▶ _Work to be completed_:
Repeat the entries shown below with every word and mark intact.

(Supplied entries Opens)

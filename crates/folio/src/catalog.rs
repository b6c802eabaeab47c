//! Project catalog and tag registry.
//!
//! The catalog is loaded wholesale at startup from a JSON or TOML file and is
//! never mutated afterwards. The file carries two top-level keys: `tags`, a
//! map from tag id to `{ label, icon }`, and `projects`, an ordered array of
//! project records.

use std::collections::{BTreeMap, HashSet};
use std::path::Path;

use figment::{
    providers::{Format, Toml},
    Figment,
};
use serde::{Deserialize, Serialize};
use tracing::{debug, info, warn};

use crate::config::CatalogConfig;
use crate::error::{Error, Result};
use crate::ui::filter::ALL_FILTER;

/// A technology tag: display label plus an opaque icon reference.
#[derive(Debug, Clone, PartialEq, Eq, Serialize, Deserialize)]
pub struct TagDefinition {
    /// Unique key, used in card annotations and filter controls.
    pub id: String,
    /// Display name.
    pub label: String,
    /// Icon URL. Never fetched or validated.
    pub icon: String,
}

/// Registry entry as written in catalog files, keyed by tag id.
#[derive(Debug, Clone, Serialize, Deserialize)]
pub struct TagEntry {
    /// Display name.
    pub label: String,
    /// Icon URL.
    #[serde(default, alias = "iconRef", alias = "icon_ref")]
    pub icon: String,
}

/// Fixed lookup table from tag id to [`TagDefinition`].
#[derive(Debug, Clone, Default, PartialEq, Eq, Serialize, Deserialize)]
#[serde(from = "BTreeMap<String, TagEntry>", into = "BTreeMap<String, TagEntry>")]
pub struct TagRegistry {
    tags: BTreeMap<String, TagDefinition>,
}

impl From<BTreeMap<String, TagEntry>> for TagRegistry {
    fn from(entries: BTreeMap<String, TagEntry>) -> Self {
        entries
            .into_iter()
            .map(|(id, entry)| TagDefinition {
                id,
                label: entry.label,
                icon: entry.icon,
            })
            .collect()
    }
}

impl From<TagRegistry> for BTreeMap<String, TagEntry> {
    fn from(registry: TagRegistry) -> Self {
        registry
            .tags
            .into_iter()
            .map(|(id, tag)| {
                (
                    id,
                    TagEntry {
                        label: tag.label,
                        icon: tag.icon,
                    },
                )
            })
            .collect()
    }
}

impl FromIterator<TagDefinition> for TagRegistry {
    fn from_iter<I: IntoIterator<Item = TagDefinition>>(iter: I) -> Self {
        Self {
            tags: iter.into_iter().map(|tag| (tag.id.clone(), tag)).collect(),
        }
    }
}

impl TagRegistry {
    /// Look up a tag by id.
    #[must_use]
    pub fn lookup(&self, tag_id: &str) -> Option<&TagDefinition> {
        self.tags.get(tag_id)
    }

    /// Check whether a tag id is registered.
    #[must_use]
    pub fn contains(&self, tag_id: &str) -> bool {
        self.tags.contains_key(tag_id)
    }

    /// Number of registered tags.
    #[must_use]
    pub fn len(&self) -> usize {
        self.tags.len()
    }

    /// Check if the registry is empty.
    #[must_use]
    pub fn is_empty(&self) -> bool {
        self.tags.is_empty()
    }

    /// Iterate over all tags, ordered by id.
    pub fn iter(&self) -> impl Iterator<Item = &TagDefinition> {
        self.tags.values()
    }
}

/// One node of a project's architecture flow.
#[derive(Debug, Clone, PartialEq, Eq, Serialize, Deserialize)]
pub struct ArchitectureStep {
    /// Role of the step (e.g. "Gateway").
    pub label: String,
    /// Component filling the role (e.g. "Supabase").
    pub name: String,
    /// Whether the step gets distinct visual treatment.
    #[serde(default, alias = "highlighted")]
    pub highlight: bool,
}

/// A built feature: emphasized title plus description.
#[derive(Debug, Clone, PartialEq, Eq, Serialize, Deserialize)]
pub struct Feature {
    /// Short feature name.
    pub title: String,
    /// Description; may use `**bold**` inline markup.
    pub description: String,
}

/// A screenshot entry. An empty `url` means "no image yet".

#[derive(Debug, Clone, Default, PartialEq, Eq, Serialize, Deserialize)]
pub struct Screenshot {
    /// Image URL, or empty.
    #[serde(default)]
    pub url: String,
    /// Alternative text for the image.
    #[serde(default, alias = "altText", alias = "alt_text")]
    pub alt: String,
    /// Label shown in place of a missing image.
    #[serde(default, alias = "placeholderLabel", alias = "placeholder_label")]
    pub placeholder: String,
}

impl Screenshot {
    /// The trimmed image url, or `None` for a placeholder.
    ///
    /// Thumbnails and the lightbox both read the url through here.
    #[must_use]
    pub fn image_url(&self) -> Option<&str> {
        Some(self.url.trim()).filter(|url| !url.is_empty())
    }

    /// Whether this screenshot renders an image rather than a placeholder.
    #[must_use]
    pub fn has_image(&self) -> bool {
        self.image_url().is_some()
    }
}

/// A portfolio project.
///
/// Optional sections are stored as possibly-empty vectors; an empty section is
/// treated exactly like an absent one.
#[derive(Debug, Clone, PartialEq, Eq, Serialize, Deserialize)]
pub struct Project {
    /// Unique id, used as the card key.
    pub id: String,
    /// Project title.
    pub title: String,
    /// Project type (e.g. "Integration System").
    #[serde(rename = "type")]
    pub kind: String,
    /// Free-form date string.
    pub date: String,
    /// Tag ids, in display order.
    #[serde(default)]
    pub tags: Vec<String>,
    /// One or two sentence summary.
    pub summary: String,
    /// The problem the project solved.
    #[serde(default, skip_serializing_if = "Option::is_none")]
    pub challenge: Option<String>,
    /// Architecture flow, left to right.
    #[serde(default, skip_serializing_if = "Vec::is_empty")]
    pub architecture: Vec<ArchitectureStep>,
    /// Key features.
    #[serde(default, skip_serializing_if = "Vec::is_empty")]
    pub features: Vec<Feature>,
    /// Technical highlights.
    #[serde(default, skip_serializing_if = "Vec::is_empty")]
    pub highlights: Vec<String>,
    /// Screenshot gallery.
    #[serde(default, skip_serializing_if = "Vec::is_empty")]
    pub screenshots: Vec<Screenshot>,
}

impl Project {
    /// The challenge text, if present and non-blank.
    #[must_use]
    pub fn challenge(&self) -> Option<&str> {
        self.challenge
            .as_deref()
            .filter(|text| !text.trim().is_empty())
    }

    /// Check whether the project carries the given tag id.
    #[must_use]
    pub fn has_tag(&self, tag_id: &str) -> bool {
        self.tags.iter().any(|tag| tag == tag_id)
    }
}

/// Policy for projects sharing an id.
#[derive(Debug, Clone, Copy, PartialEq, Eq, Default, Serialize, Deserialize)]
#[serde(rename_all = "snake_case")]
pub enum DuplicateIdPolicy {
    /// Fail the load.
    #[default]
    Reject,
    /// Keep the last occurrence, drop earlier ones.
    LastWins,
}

(Supplied entries Closes)

▶ _Exercise response_:
filename crates/folio/src/catalog.rs
repository b6c802eabaeab47c
//! Project catalog and tag registry.
//!
//! The catalog is loaded wholesale at startup from a JSON or TOML file and is
//! never mutated afterwards. The file carries two top-level keys: `tags`, a
//! map from tag id to `{ label, icon }`, and `projects`, an ordered array of
//! project records.

use std::collections::{BTreeMap, HashSet};
use std::path::Path;

use figment::{
    providers::{Format, Toml},
    Figment,
};
use serde::{Deserialize, Serialize};
use tracing::{debug, info, warn};

use crate::config::CatalogConfig;
use crate::error::{Error, Result};
use crate::ui::filter::ALL_FILTER;

/// A technology tag: display label plus an opaque icon reference.
#[derive(Debug, Clone, PartialEq, Eq, Serialize, Deserialize)]
pub struct TagDefinition {
    /// Unique key, used in card annotations and filter controls.
    pub id: String,
    /// Display name.
    pub label: String,
    /// Icon URL. Never fetched or validated.
    pub icon: String,
}

/// Registry entry as written in catalog files, keyed by tag id.
#[derive(Debug, Clone, Serialize, Deserialize)]
pub struct TagEntry {
    /// Display name.
    pub label: String,
    /// Icon URL.
    #[serde(default, alias = "iconRef", alias = "icon_ref")]
    pub icon: String,
}

/// Fixed lookup table from tag id to [`TagDefinition`].
#[derive(Debug, Clone, Default, PartialEq, Eq, Serialize, Deserialize)]
#[serde(from = "BTreeMap<String, TagEntry>", into = "BTreeMap<String, TagEntry>")]
pub struct TagRegistry {
    tags: BTreeMap<String, TagDefinition>,
}

impl From<BTreeMap<String, TagEntry>> for TagRegistry {
    fn from(entries: BTreeMap<String, TagEntry>) -> Self {
        entries
            .into_iter()
            .map(|(id, entry)| TagDefinition {
                id,
                label: entry.label,
                icon: entry.icon,
            })
            .collect()
    }
}

impl From<TagRegistry> for BTreeMap<String, TagEntry> {
    fn from(registry: TagRegistry) -> Self {
        registry
            .tags
            .into_iter()
            .map(|(id, tag)| {
                (
                    id,
                    TagEntry {
                        label: tag.label,
                        icon: tag.icon,
                    },
                )
            })
            .collect()
    }
}

impl FromIterator<TagDefinition> for TagRegistry {
    fn from_iter<I: IntoIterator<Item = TagDefinition>>(iter: I) -> Self {
        Self {
            tags: iter.into_iter().map(|tag| (tag.id.clone(), tag)).collect(),
        }
    }
}

impl TagRegistry {
    /// Look up a tag by id.
    #[must_use]
    pub fn lookup(&self, tag_id: &str) -> Option<&TagDefinition> {
        self.tags.get(tag_id)
    }

    /// Check whether a tag id is registered.
    #[must_use]
    pub fn contains(&self, tag_id: &str) -> bool {
        self.tags.contains_key(tag_id)
    }

    /// Number of registered tags.
    #[must_use]
    pub fn len(&self) -> usize {
        self.tags.len()
    }

    /// Check if the registry is empty.
    #[must_use]
    pub fn is_empty(&self) -> bool {
        self.tags.is_empty()
    }

    /// Iterate over all tags, ordered by id.
    pub fn iter(&self) -> impl Iterator<Item = &TagDefinition> {
        self.tags.values()
    }
}

/// One node of a project's architecture flow.
#[derive(Debug, Clone, PartialEq, Eq, Serialize, Deserialize)]
pub struct ArchitectureStep {
    /// Role of the step (e.g. "Gateway").
    pub label: String,
    /// Component filling the role (e.g. "Supabase").
    pub name: String,
    /// Whether the step gets distinct visual treatment.
    #[serde(default, alias = "highlighted")]
    pub highlight: bool,
}

/// A built feature: emphasized title plus description.
#[derive(Debug, Clone, PartialEq, Eq, Serialize, Deserialize)]
pub struct Feature {
    /// Short feature name.
    pub title: String,
    /// Description; may use `**bold**` inline markup.
    pub description: String,
}

/// A screenshot entry. An empty `url` means "no image yet".

#[derive(Debug, Clone, Default, PartialEq, Eq, Serialize, Deserialize)]
pub struct Screenshot {
    /// Image URL, or empty.
    #[serde(default)]
    pub url: String,
    /// Alternative text for the image.
    #[serde(default, alias = "altText", alias = "alt_text")]
    pub alt: String,
    /// Label shown in place of a missing image.
    #[serde(default, alias = "placeholderLabel", alias = "placeholder_label")]
    pub placeholder: String,
}

impl Screenshot {
    /// The trimmed image url, or `None` for a placeholder.
    ///
    /// Thumbnails and the lightbox both read the url through here.
    #[must_use]
    pub fn image_url(&self) -> Option<&str> {
        Some(self.url.trim()).filter(|url| !url.is_empty())
    }

    /// Whether this screenshot renders an image rather than a placeholder.
    #[must_use]
    pub fn has_image(&self) -> bool {
        self.image_url().is_some()
    }
}

/// A portfolio project.
///
/// Optional sections are stored as possibly-empty vectors; an empty section is
/// treated exactly like an absent one.
#[derive(Debug, Clone, PartialEq, Eq, Serialize, Deserialize)]
pub struct Project {
    /// Unique id, used as the card key.
    pub id: String,
    /// Project title.
    pub title: String,
    /// Project type (e.g. "Integration System").
    #[serde(rename = "type")]
    pub kind: String,
    /// Free-form date string.
    pub date: String,
    /// Tag ids, in display order.
    #[serde(default)]
    pub tags: Vec<String>,
    /// One or two sentence summary.
    pub summary: String,
    /// The problem the project solved.
    #[serde(default, skip_serializing_if = "Option::is_none")]
    pub challenge: Option<String>,
    /// Architecture flow, left to right.
    #[serde(default, skip_serializing_if = "Vec::is_empty")]
    pub architecture: Vec<ArchitectureStep>,
    /// Key features.
    #[serde(default, skip_serializing_if = "Vec::is_empty")]
    pub features: Vec<Feature>,
    /// Technical highlights.
    #[serde(default, skip_serializing_if = "Vec::is_empty")]
    pub highlights: Vec<String>,
    /// Screenshot gallery.
    #[serde(default, skip_serializing_if = "Vec::is_empty")]
    pub screenshots: Vec<Screenshot>,
}

impl Project {
    /// The challenge text, if present and non-blank.
    #[must_use]
    pub fn challenge(&self) -> Option<&str> {
        self.challenge
            .as_deref()
            .filter(|text| !text.trim().is_empty())
    }

    /// Check whether the project carries the given tag id.
    #[must_use]
    pub fn has_tag(&self, tag_id: &str) -> bool {
        self.tags.iter().any(|tag| tag == tag_id)
    }
}

/// Policy for projects sharing an id.
#[derive(Debug, Clone, Copy, PartialEq, Eq, Default, Serialize, Deserialize)]
#[serde(rename_all = "snake_case")]
pub enum DuplicateIdPolicy {
    /// Fail the load.
    #[default]
    Reject,
    /// Keep the last occurrence, drop earlier ones.
    LastWins,
}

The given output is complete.